9. Limitation of Liability.
a. IN NO EVENT, REGARDLESS OF THE LEGAL BASIS FOR THE CLAIM, WILL EITHER PARTY BE LIABLE FOR ANY INCIDENTAL, CONSEQUENTIAL, SPECIAL, EXEMPLARY OR INDIRECT DAMAGES, LOSSES, EXPENSES OR COSTS OF ANY KIND, NOR, WITHOUT LIMITATION, LOSS OF PROFITS, LOSS OF REVENUE, LOSS OF USE, BUSINESS INTERRUPTION, OR LOSS OR CORRUPTION OF DATA, EVEN IF ADVISED OF THE POSSIBILITY OF SUCH DAMAGES. EXCEPT FOR LIABILITY ARISING FROM BREACH OF CONFIDENTIALITY OR INDEMNITY OBLIGATIONS SET FORTH ABOVE, AND REGARDLESS OF THE LEGAL BASIS FOR THE CLAIM, EACH PARTY’S MAXIMUM LIABILITY UNDER THIS AGREEMENT WILL NOT EXCEED THE FEES PAID OR OWED FOR THE SERVICES GIVING RISE TO THE CLAIM. NOTHING IN THIS AGREEMENT WILL EXCLUDE OR LIMIT A PARTY’S LIABILITY FOR ANY LIABILITY WHICH CANNOT BE LIMITED OR EXCLUDED BY LAW.
10. Governing Law.
a. This Agreement will be governed by and construed in accordance with the substantive laws of North Carolina.

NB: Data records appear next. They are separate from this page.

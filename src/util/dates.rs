use std::sync::OnceLock;

use chrono::{DateTime, Datelike, Local, NaiveDate, NaiveTime, TimeZone, Timelike, Utc};
use regex::Regex;

use crate::model::card::Card;

const MONTHS_SV: [&str; 12] = [
    "jan.", "feb.", "mars", "apr.", "maj", "juni", "juli", "aug.", "sep.", "okt.", "nov.", "dec.",
];

fn title_date_regex() -> &'static Regex {
    static RE: OnceLock<Regex> = OnceLock::new();
    RE.get_or_init(|| Regex::new(r"[0-9]{4}-[0-9]{2}-[0-9]{2}").expect("valid date regex"))
}

/// The date a card is shown and sorted by.
///
/// A `YYYY-MM-DD` date written in the title wins (it is usually a delivery or
/// meeting date someone typed in). Without one, the creation time encoded in
/// the card id is used, then the last activity timestamp.
pub fn display_date(card: &Card) -> Option<DateTime<Utc>> {
    title_date(&card.name)
        .or_else(|| id_timestamp(&card.id))
        .or(card.date_last_activity)
}

/// First valid calendar date in the title, at UTC midnight.
pub fn title_date(title: &str) -> Option<DateTime<Utc>> {
    title_date_regex()
        .find_iter(title)
        .find_map(|m| NaiveDate::parse_from_str(m.as_str(), "%Y-%m-%d").ok())
        .map(|date| date.and_time(NaiveTime::MIN).and_utc())
}

/// Trello ids start with 8 hex digits holding the creation time in seconds.
pub fn id_timestamp(id: &str) -> Option<DateTime<Utc>> {
    let prefix = id.get(..8)?;
    if !prefix.chars().all(|c| c.is_ascii_hexdigit()) {
        return None;
    }
    let secs = u32::from_str_radix(prefix, 16).ok()?;
    DateTime::from_timestamp_millis(i64::from(secs) * 1000)
}

/// Swedish short form, e.g. `5 mars 14:07`.
pub fn format_display_date<Tz: TimeZone>(dt: &DateTime<Tz>) -> String {
    format!(
        "{} {} {:02}:{:02}",
        dt.day(),
        MONTHS_SV[dt.month0() as usize],
        dt.hour(),
        dt.minute()
    )
}

pub fn format_local(dt: Option<DateTime<Utc>>) -> String {
    dt.map(|d| format_display_date(&d.with_timezone(&Local)))
        .unwrap_or_default()
}

#[cfg(test)]
mod tests {
    use super::*;

    fn card(id: &str, name: &str, last_activity: Option<&str>) -> Card {
        Card {
            id: id.into(),
            name: name.into(),
            date_last_activity: last_activity
                .map(|s| DateTime::parse_from_rfc3339(s).unwrap().with_timezone(&Utc)),
            ..Card::default()
        }
    }

    #[test]
    fn title_date_wins_over_other_timestamps() {
        let c = card(
            "5f2b8c1e0000000000000000",
            "Möte 2024-06-12 med kund",
            Some("2023-01-01T10:00:00Z"),
        );
        let date = display_date(&c).unwrap();
        assert_eq!(date.to_rfc3339(), "2024-06-12T00:00:00+00:00");
    }

    #[test]
    fn id_timestamp_used_without_title_date() {
        // 0x5f2b8c1e = 1596689438
        let c = card("5f2b8c1e0000000000000000", "Order 1042", Some("2023-01-01T10:00:00Z"));
        let date = display_date(&c).unwrap();
        assert_eq!(date.timestamp_millis(), 1_596_689_438_000);
    }

    #[test]
    fn invalid_title_date_is_skipped() {
        let c = card("5f2b8c1e0000000000000000", "Order 2024-13-40", None);
        assert_eq!(display_date(&c).unwrap().timestamp(), 1_596_689_438);
    }

    #[test]
    fn later_valid_title_date_is_found() {
        let date = title_date("2024-02-30 flyttad till 2024-03-01").unwrap();
        assert_eq!(date.to_rfc3339(), "2024-03-01T00:00:00+00:00");
    }

    #[test]
    fn falls_back_to_last_activity() {
        let c = card("not-hex-id", "Order", Some("2023-01-01T10:00:00Z"));
        assert_eq!(
            display_date(&c).unwrap().to_rfc3339(),
            "2023-01-01T10:00:00+00:00"
        );
    }

    #[test]
    fn nothing_to_derive_from() {
        assert_eq!(display_date(&card("xyz", "Order", None)), None);
    }

    #[test]
    fn short_id_has_no_timestamp() {
        assert_eq!(id_timestamp("5f2b"), None);
        assert_eq!(id_timestamp("+f2b8c1e00"), None);
    }

    #[test]
    fn formats_swedish_short_date() {
        let dt = Utc.with_ymd_and_hms(2024, 3, 5, 14, 7, 0).unwrap();
        assert_eq!(format_display_date(&dt), "5 mars 14:07");
        let dt = Utc.with_ymd_and_hms(2024, 12, 24, 9, 30, 0).unwrap();
        assert_eq!(format_display_date(&dt), "24 dec. 09:30");
    }

    #[test]
    fn missing_date_formats_empty() {
        assert_eq!(format_local(None), "");
    }
}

11. Non-Solicitation. During the Term of this Agreement, and for a period of one (1) year thereafter, neither Party will actively solicit for hire, nor knowingly allow its employees to solicit for hire, any employee of either Party associated with the performance of Services without the prior written consent of the other Party. This provision will in no way restrict the right of either Party to solicit generally in the media for required personnel, and will not restrict employees, contractors, or representatives of either Party from pursuing on their own initiative employment opportunities from or with the other Party.
a. If required, while on Client’s premises, Rebyc Security personnel will follow all reasonable instructions provided to Rebyc Security prior to the performance of the Services.

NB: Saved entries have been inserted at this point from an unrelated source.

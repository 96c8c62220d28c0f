use std::cmp::Reverse;
use std::collections::HashMap;

use chrono::{DateTime, Utc};

use crate::model::card::Card;
use crate::util::dates::display_date;

#[derive(Debug, Clone, Copy, PartialEq, Eq)]
pub enum SortOrder {
    OldestFirst,
    NewestFirst,
}

/// "Nya leveranser" is read top-down as a feed, everything else as a queue.
pub fn sort_order(list_name: &str) -> SortOrder {
    let lower = list_name.to_lowercase();
    if lower.contains("ny") && lower.contains("leverans") {
        SortOrder::NewestFirst
    } else {
        SortOrder::OldestFirst
    }
}

pub fn sort_cards(list_name: &str, cards: &mut [Card]) {
    let key = |c: &Card| display_date(c).unwrap_or(DateTime::<Utc>::MIN_UTC);
    match sort_order(list_name) {
        SortOrder::OldestFirst => cards.sort_by_cached_key(key),
        SortOrder::NewestFirst => cards.sort_by_cached_key(|c| Reverse(key(c))),
    }
}

pub fn group_by_list(cards: Vec<Card>) -> HashMap<String, Vec<Card>> {
    let mut grouped: HashMap<String, Vec<Card>> = HashMap::new();
    for card in cards {
        grouped.entry(card.id_list.clone()).or_default().push(card);
    }
    grouped
}

#[cfg(test)]
mod tests {
    use super::*;

    fn dated(name: &str, date: &str) -> Card {
        Card {
            id: format!("card-{date}"),
            name: format!("{name} {date}"),
            ..Card::default()
        }
    }

    fn names(cards: &[Card]) -> Vec<&str> {
        cards.iter().map(|c| c.name.as_str()).collect()
    }

    #[test]
    fn nya_leveranser_sorts_newest_first() {
        let mut cards = vec![
            dated("a", "2024-01-02"),
            dated("b", "2024-03-01"),
            dated("c", "2024-02-15"),
        ];
        sort_cards("Nya leveranser", &mut cards);
        assert_eq!(names(&cards), ["b 2024-03-01", "c 2024-02-15", "a 2024-01-02"]);
    }

    #[test]
    fn other_lists_sort_oldest_first() {
        let mut cards = vec![
            dated("a", "2024-01-02"),
            dated("b", "2024-03-01"),
            dated("c", "2024-02-15"),
        ];
        sort_cards("Under bearbetning", &mut cards);
        assert_eq!(names(&cards), ["a 2024-01-02", "c 2024-02-15", "b 2024-03-01"]);
    }

    #[test]
    fn special_case_needs_both_keywords() {
        assert_eq!(sort_order("NYA LEVERANSER"), SortOrder::NewestFirst);
        assert_eq!(sort_order("Nya ordrar"), SortOrder::OldestFirst);
        assert_eq!(sort_order("Leveranser"), SortOrder::OldestFirst);
    }

    #[test]
    fn undated_cards_sort_as_earliest() {
        let mut cards = vec![
            dated("a", "2024-01-02"),
            Card {
                id: "zz".into(),
                name: "undated".into(),
                ..Card::default()
            },
        ];
        sort_cards("Klara", &mut cards);
        assert_eq!(cards[0].name, "undated");
    }

    #[test]
    fn groups_by_parent_list() {
        let cards = vec![
            Card { id: "1".into(), id_list: "l1".into(), ..Card::default() },
            Card { id: "2".into(), id_list: "l2".into(), ..Card::default() },
            Card { id: "3".into(), id_list: "l1".into(), ..Card::default() },
        ];
        let grouped = group_by_list(cards);
        assert_eq!(grouped["l1"].len(), 2);
        assert_eq!(grouped["l2"].len(), 1);
    }
}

b. Any subsequent modifications to this Agreement will be made in writing and duly signed by authorized representatives of both Parties or they will be void and of no effect. This Agreement is the complete and exclusive agreement between the Parties with respect to the subject matter hereof, and supersedes any previous agreement, proposal, commitment, representation, or other communication whether oral or written between the Parties regarding such subject matter. The terms of the Service Order, the Service Description, and the terms of this Agreement shall govern, in that order of precedence, in the event of any conflict by or among such documents.
c. Rebyc Security has the right to subcontract the performance of the Services to third parties, provided that Rebyc Security remains responsible for the contractual obligations set forth in this Agreement.

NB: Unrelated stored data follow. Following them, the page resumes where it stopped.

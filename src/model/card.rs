use chrono::{DateTime, Utc};
use serde::{Deserialize, Serialize};

use super::label::Label;

/// A single order card as returned by `GET /1/lists/{id}/cards`.
///
/// Every field falls back to its default when the API leaves it out, so a
/// card with an unexpected shape still renders (with blanks) instead of
/// failing the whole list.
#[derive(Debug, Clone, Default, PartialEq, Serialize, Deserialize)]
#[serde(rename_all = "camelCase")]
pub struct Card {
    #[serde(default)]
    pub id: String,
    #[serde(default)]
    pub name: String,
    #[serde(default)]
    pub url: String,
    #[serde(default)]
    pub date_last_activity: Option<DateTime<Utc>>,
    #[serde(default)]
    pub desc: String,
    #[serde(default)]
    pub labels: Vec<Label>,
    #[serde(default)]
    pub id_list: String,
}
use std::fmt;

/// Display category derived from a list's name.
#[derive(Debug, Clone, Copy, PartialEq, Eq, Hash)]
pub enum StatusCategory {
    Incoming,
    Processing,
    Shipping,
    Done,
    Unknown,
}

// Checked in order; the first category with a matching keyword wins.
const KEYWORDS: &[(StatusCategory, &[&str])] = &[
    (StatusCategory::Incoming, &["ny", "inkommande"]),
    (StatusCategory::Processing, &["process", "bearbetning"]),
    (StatusCategory::Shipping, &["skicka", "leverans"]),
    (StatusCategory::Done, &["klar", "färdig"]),
];

impl StatusCategory {
    pub const ALL: [StatusCategory; 5] = [
        StatusCategory::Incoming,
        StatusCategory::Processing,
        StatusCategory::Shipping,
        StatusCategory::Done,
        StatusCategory::Unknown,
    ];

    pub fn from_list_name(name: &str) -> Self {
        let lower = name.to_lowercase();
        KEYWORDS
            .iter()
            .find(|(_, words)| words.iter().any(|w| lower.contains(w)))
            .map(|(category, _)| *category)
            .unwrap_or(StatusCategory::Unknown)
    }

    pub fn icon(&self) -> &'static str {
        match self {
            StatusCategory::Incoming => "◷",
            StatusCategory::Processing => "▣",
            StatusCategory::Shipping => "⛟",
            StatusCategory::Done => "✔",
            StatusCategory::Unknown => "!",
        }
    }

    pub fn display_name(&self) -> &'static str {
        match self {
            StatusCategory::Incoming => "Inkommande",
            StatusCategory::Processing => "Bearbetning",
            StatusCategory::Shipping => "Leverans",
            StatusCategory::Done => "Klar",
            StatusCategory::Unknown => "Övrigt",
        }
    }
}

impl fmt::Display for StatusCategory {
    fn fmt(&self, f: &mut fmt::Formatter<'_>) -> fmt::Result {
        f.write_str(self.display_name())
    }
}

d. This Agreement may be executed in multiple counterparts all of which taken together will constitute one single agreement between the parties. Signatories hereto represent that they are duly authorized to sign this Agreement on behalf of their respective companies.
e. All notices will be in writing and addressed to the receiving party’s current business contact.
f. Client may not assign the rights granted hereunder or this Agreement, in whole or in part and whether by operation of contract, law or otherwise, without Rebyc Security’s prior written consent. Such consent will not be unreasonably withheld or delayed.
g. No person other than a Party to this Agreement will be entitled to enforce any term of it except as expressly provided herein.
h. Each Party will be excused from performance, other than payment obligations, for any period during which, and to the extent that, it is prevented from performing any obligation or service, in whole or in part, due to unforeseen circumstances or to causes beyond such Party’s reasonable control including but not limited to war, strike, riot, crime, acts of God, or shortages of resources.
i. If any provision of this Agreement is found partly or wholly illegal or unenforceable, such provision will be enforced to the maximum extent permissible, and the legality and enforceability of the other provisions will remain in full force and effect. A waiver of any breach or default under this Agreement will not constitute a waiver of any other right for subsequent breach or default.
j. Any term of this Agreement, which is intended to survive expiration or termination will survive, including, without limitation, confidentiality, restrictions on use of intellectual property, limitations on liability and disclaimers of warranties and damages, audit, governing law, and Client’s payment obligations accrued prior to termination.